Mama erzähl mal

Erinnerungen an meine Kindheit in Essen-Werden

Advent in meiner Kindheit

Die schönste Zeit des Jahres waren immer die letzten Wochen vor Weihnachten.  Die  Werdener Straßen waren festlich mit Weihnachtsgirlanden geschmückt und  wenn wir aus dem Fenster schauten, strahlte die mit  vielen elektrischen Lichtern verzierte Tanne vor der evangelischen Kirche.

Aber das war es nicht alleine, was diese Zeit so besonders machte. Nein, es war auch immer die Zeit des Bastelns. Neben kleinen, selbsterstellten Geschenken für die Eltern bastelten wir  besonders gerne weihnachtliche Dekoration.

Zunächst suchten wir bei unseren Spaziergängen durch die Werdener Straßen einige Milchgeschäfte auf. Bei Holtkamp (später Grünastel) auf der Heckstraße und  bei Hüls in der Grafenstraße erfragten wir uns Strohhalme. Früher bekam man die beim Milchhändler, wenn man eine Flasche Kakao oder Milch kaufte auf Wunsch dazu und jedes Milchgeschäft hatte einen kleinen Vorrat. Natürlich waren sie, wie der Name sagt, aus Stroh, nicht so wie heute, aus Plastik.

altes-werden-2 Wir bekamen immer einige, aber die meisten bekamen wir bei der alten Dame, die auf dem Klemensborn hinter dem Saal ihren Laden hatte. Sie schenkte uns oft ein ganzes Paket. Übrigens war der kleine Zooladen, gleich nebenan ein zusätzlicher Anreiz, den weiten Weg zu machen.

Zu Hause wurden die Strohhalme dann erst einmal über Nacht in eine Schüssel mit Salzwasser gelegt, ehe sie am anderen Tag mit einer Nadel an einer Seite vorsichtig ganz gerade aufdeschlitzt wurden um sie mit einem alten Eisen zu bügeln. Dabei half uns  unsere Mutter oder die Oma. Durch das Salzwasser waren sie schön geschmeidig und nahmen beim Bügel je nach Dauer eine schöne braune Farbe an. Damit waren die Vorarbeiten für unsere Strohsterne abgeschlossen und wir konnten damit beginnen, die flach gebügelten Strohstreifen zurecht zu schneiden und mit der Mitte auf einer Nadel sternförmig anzuordnen. . Zwischen die einzelnen Streifen kam dann später ein winziger Tropfen Klebstoff. Wenn die Mama Goldkordel hatte, wurde die um die einzelnen Strahlen gelegt und gleichzeitig ließ man das Band etwas länger, damit man den Stern daran aufhängen konnte.

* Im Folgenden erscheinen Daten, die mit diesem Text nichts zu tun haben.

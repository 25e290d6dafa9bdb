//! Creditors module - domain models, services, and traits.

mod creditors_model;
mod creditors_service;
mod creditors_traits;

pub use creditors_model::{Creditor, CreditorUpdate, NewCreditor};
pub use creditors_service::CreditorService;
pub use creditors_traits::{CreditorRepositoryTrait, CreditorServiceTrait};
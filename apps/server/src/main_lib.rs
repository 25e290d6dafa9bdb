use std::sync::Arc;

use tracing_subscriber::prelude::*;
use tracing_subscriber::{fmt, EnvFilter};

use crate::config::Config;
use fiscus_core::catalog::{CatalogItemService, CatalogItemServiceTrait};
use fiscus_core::categories::{CategoryService, CategoryServiceTrait};
use fiscus_core::contracts::{ContractService, ContractServiceTrait};
use fiscus_core::creditors::{CreditorService, CreditorServiceTrait};
use fiscus_core::entities::{OrgEntityService, OrgEntityServiceTrait};
use fiscus_core::expenses::{ExpenseService, ExpenseServiceTrait};
use fiscus_core::pncp::PncpCatalogService;
use fiscus_core::settings::{SettingsService, SettingsServiceTrait};
use fiscus_core::users::{UserService, UserServiceTrait};
use fiscus_storage_sqlite::catalog::CatalogItemRepository;
use fiscus_storage_sqlite::categories::CategoryRepository;
use fiscus_storage_sqlite::contracts::ContractRepository;
use fiscus_storage_sqlite::creditors::CreditorRepository;
use fiscus_storage_sqlite::db::{self, write_actor};
use fiscus_storage_sqlite::entities::OrgEntityRepository;
use fiscus_storage_sqlite::expenses::ExpenseRepository;
use fiscus_storage_sqlite::settings::SettingsRepository;
use fiscus_storage_sqlite::users::UserRepository;

pub struct AppState {
    pub creditor_service: Arc<dyn CreditorServiceTrait + Send + Sync>,
    pub expense_service: Arc<dyn ExpenseServiceTrait + Send + Sync>,
    pub category_service: Arc<dyn CategoryServiceTrait + Send + Sync>,
    pub contract_service: Arc<dyn ContractServiceTrait + Send + Sync>,
    pub catalog_service: Arc<dyn CatalogItemServiceTrait + Send + Sync>,
    pub entity_service: Arc<dyn OrgEntityServiceTrait + Send + Sync>,
    pub user_service: Arc<dyn UserServiceTrait + Send + Sync>,
    pub settings_service: Arc<dyn SettingsServiceTrait + Send + Sync>,
    pub pncp_service: Arc<PncpCatalogService>,
    pub db_path: String,
}

pub fn init_tracing() {
    let log_format = std::env::var("FISCUS_LOG_FORMAT").unwrap_or_else(|_| "text".to_string());
    let filter = EnvFilter::try_from_default_env().unwrap_or_else(|_| EnvFilter::new("info"));
    let registry = tracing_subscriber::registry().with(filter);

    if log_format.eq_ignore_ascii_case("json") {
        registry
            .with(fmt::layer().json().with_current_span(false))
            .init();
    } else {
        registry
            .with(fmt::layer().with_target(true).with_line_number(true))
            .init();
    }
}

pub async fn build_state(config: &Config) -> anyhow::Result<Arc<AppState>> {
    let db_path = db::init(&config.db_path)?;
    tracing::info!("Database path in use: {}", db_path);

    let pool = db::create_pool(&db_path)?;
    db::run_migrations(&pool)?;
    let writer = write_actor::spawn_writer((*pool).clone());

    let creditor_repo = Arc::new(CreditorRepository::new(pool.clone(), writer.clone()));
    let creditor_service = Arc::new(CreditorService::new(creditor_repo));

    let expense_repo = Arc::new(ExpenseRepository::new(pool.clone(), writer.clone()));
    let expense_service = Arc::new(ExpenseService::new(expense_repo));

    let category_repo = Arc::new(CategoryRepository::new(pool.clone(), writer.clone()));
    let category_service = Arc::new(CategoryService::new(category_repo));

    let contract_repo = Arc::new(ContractRepository::new(pool.clone(), writer.clone()));
    let contract_service = Arc::new(ContractService::new(contract_repo));

    let catalog_repo = Arc::new(CatalogItemRepository::new(pool.clone(), writer.clone()));
    let catalog_service = Arc::new(CatalogItemService::new(catalog_repo));

    let entity_repo = Arc::new(OrgEntityRepository::new(pool.clone(), writer.clone()));
    let entity_service = Arc::new(OrgEntityService::new(entity_repo));

    let user_repo = Arc::new(UserRepository::new(pool.clone(), writer.clone()));
    let user_service = Arc::new(UserService::new(user_repo));

    let settings_repo = Arc::new(SettingsRepository::new(pool.clone(), writer.clone()));
    let settings_service = Arc::new(SettingsService::new(settings_repo));

    let pncp_service = Arc::new(PncpCatalogService::new()?);

    Ok(Arc::new(AppState {
        creditor_service,
        expense_service,
        category_service,
        contract_service,
        catalog_service,
        entity_service,
        user_service,
        settings_service,
        pncp_service,
        db_path,
    }))
}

Am Abend legten wir sie auf die Fensterbank, damit das Christkind sie abholen konnte. Denn darum ging es ja, dass wir dem Christkind ein wenig von der vielen Arbeit abnehmen und dass es die Sterne am Heilig Abend an unseren Baum hängte.

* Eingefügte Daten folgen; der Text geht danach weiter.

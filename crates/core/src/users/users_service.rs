use std::sync::Arc;

use async_trait::async_trait;
use chrono::Utc;
use uuid::Uuid;

use crate::errors::{Error, Result, ValidationError};

use super::users_model::{NewUser, User, UserUpdate};
use super::users_traits::{UserRepositoryTrait, UserServiceTrait};

pub struct UserService {
    user_repository: Arc<dyn UserRepositoryTrait>,
}

impl UserService {
    pub fn new(user_repository: Arc<dyn UserRepositoryTrait>) -> Self {
        UserService { user_repository }
    }
}

#[async_trait]
impl UserServiceTrait for UserService {
    fn get_users(&self) -> Result<Vec<User>> {
        self.user_repository.load_users()
    }

    fn get_user_by_email(&self, email: &str) -> Result<Option<User>> {
        self.user_repository.find_user_by_email(email)
    }

    async fn create_user(&self, new_user: NewUser) -> Result<User> {
        if new_user.name.trim().is_empty() {
            return Err(ValidationError::MissingField("name".to_string()).into());
        }
        if new_user.email.trim().is_empty() {
            return Err(ValidationError::MissingField("email".to_string()).into());
        }
        if self
            .user_repository
            .find_user_by_email(&new_user.email)?
            .is_some()
        {
            return Err(Error::Conflict("email is already registered".to_string()));
        }
        let user = User {
            id: new_user.id.unwrap_or_else(|| Uuid::new_v4().to_string()),
            name: new_user.name,
            email: new_user.email,
            password_hash: new_user.password_hash,
            role: new_user.role,
            created_at: Utc::now(),
        };
        self.user_repository.insert_user(user).await
    }

    async fn update_user(&self, user_id: String, update: UserUpdate) -> Result<User> {
        let existing = self.user_repository.find_user(&user_id)?;
        if let Some(other) = self.user_repository.find_user_by_email(&update.email)? {
            if other.id != existing.id {
                return Err(Error::Conflict("email is already registered".to_string()));
            }
        }
        let user = User {
            id: existing.id,
            name: update.name,
            email: update.email,
            password_hash: update.password_hash.unwrap_or(existing.password_hash),
            role: update.role,
            created_at: existing.created_at,
        };
        self.user_repository.update_user(user).await
    }

    async fn delete_user(&self, user_id: String) -> Result<usize> {
        if self.user_repository.count_users()? <= 1 {
            return Err(ValidationError::InvalidInput(
                "cannot delete the only remaining user".to_string(),
            )
            .into());
        }
        self.user_repository.delete_user(user_id).await
    }
}

#[cfg(test)]
mod tests {
    use super::*;
    use crate::users::UserRole;
    use std::sync::RwLock;

    struct MockUserRepository {
        users: RwLock<Vec<User>>,
    }

    #[async_trait]
    impl UserRepositoryTrait for MockUserRepository {
        fn load_users(&self) -> Result<Vec<User>> {
            Ok(self.users.read().unwrap().clone())
        }

        fn find_user(&self, user_id: &str) -> Result<User> {
            self.users
                .read()
                .unwrap()
                .iter()
                .find(|u| u.id == user_id)
                .cloned()
                .ok_or_else(|| {
                    Error::Database(crate::errors::DatabaseError::NotFound(
                        "user not found".to_string(),
                    ))
                })
        }

        fn find_user_by_email(&self, email: &str) -> Result<Option<User>> {
            Ok(self
                .users
                .read()
                .unwrap()
                .iter()
                .find(|u| u.email == email)
                .cloned())
        }

        fn count_users(&self) -> Result<i64> {
            Ok(self.users.read().unwrap().len() as i64)
        }

        async fn insert_user(&self, user: User) -> Result<User> {
            self.users.write().unwrap().push(user.clone());
            Ok(user)
        }

        async fn update_user(&self, user: User) -> Result<User> {
            let mut users = self.users.write().unwrap();
            let slot = users
                .iter_mut()
                .find(|u| u.id == user.id)
                .expect("user exists");
            *slot = user.clone();
            Ok(user)
        }

        async fn delete_user(&self, user_id: String) -> Result<usize> {
            let mut users = self.users.write().unwrap();
            let before = users.len();
            users.retain(|u| u.id != user_id);
            Ok(before - users.len())
        }
    }

    fn service() -> UserService {
        UserService::new(Arc::new(MockUserRepository {
            users: RwLock::new(Vec::new()),
        }))
    }

    fn account(email: &str) -> NewUser {
        NewUser {
            id: None,
            name: "Maria".to_string(),
            email: email.to_string(),
            password_hash: "hash".to_string(),
            role: UserRole::Viewer,
        }
    }

    #[tokio::test]
    async fn duplicate_email_conflicts() {
        let svc = service();
        svc.create_user(account("maria@example.org")).await.unwrap();
        let result = svc.create_user(account("maria@example.org")).await;
        assert!(matches!(result, Err(Error::Conflict(_))));
    }

    #[tokio::test]
    async fn last_user_cannot_be_deleted() {
        let svc = service();
        let only = svc.create_user(account("maria@example.org")).await.unwrap();
        assert!(svc.delete_user(only.id.clone()).await.is_err());

        svc.create_user(account("joao@example.org")).await.unwrap();
        assert_eq!(svc.delete_user(only.id).await.unwrap(), 1);
    }

    #[tokio::test]
    async fn update_keeps_hash_when_none_supplied() {
        let svc = service();
        let user = svc.create_user(account("maria@example.org")).await.unwrap();
        let updated = svc
            .update_user(
                user.id,
                UserUpdate {
                    name: "Maria Silva".to_string(),
                    email: "maria@example.org".to_string(),
                    role: UserRole::Admin,
                    password_hash: None,
                },
            )
            .await
            .unwrap();
        assert_eq!(updated.password_hash, "hash");
        assert_eq!(updated.role, UserRole::Admin);
    }
}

Am anderen Morgen waren sie immer fort und stattdessen fanden wir ein paar Plätzchen oder Nüsse, die es uns zum Dank hingelegt hatte.

Wie stolz waren wir dann, wenn wir am Heilig Abend vor den geschmückten Baum traten, und das Christkind hatte nicht einen einzigen Stern vergessen.

  • Heiner sagt:

    Ja, so war das damals. Wie schön, dass Du die Erinnerung wieder ins Leben rufst.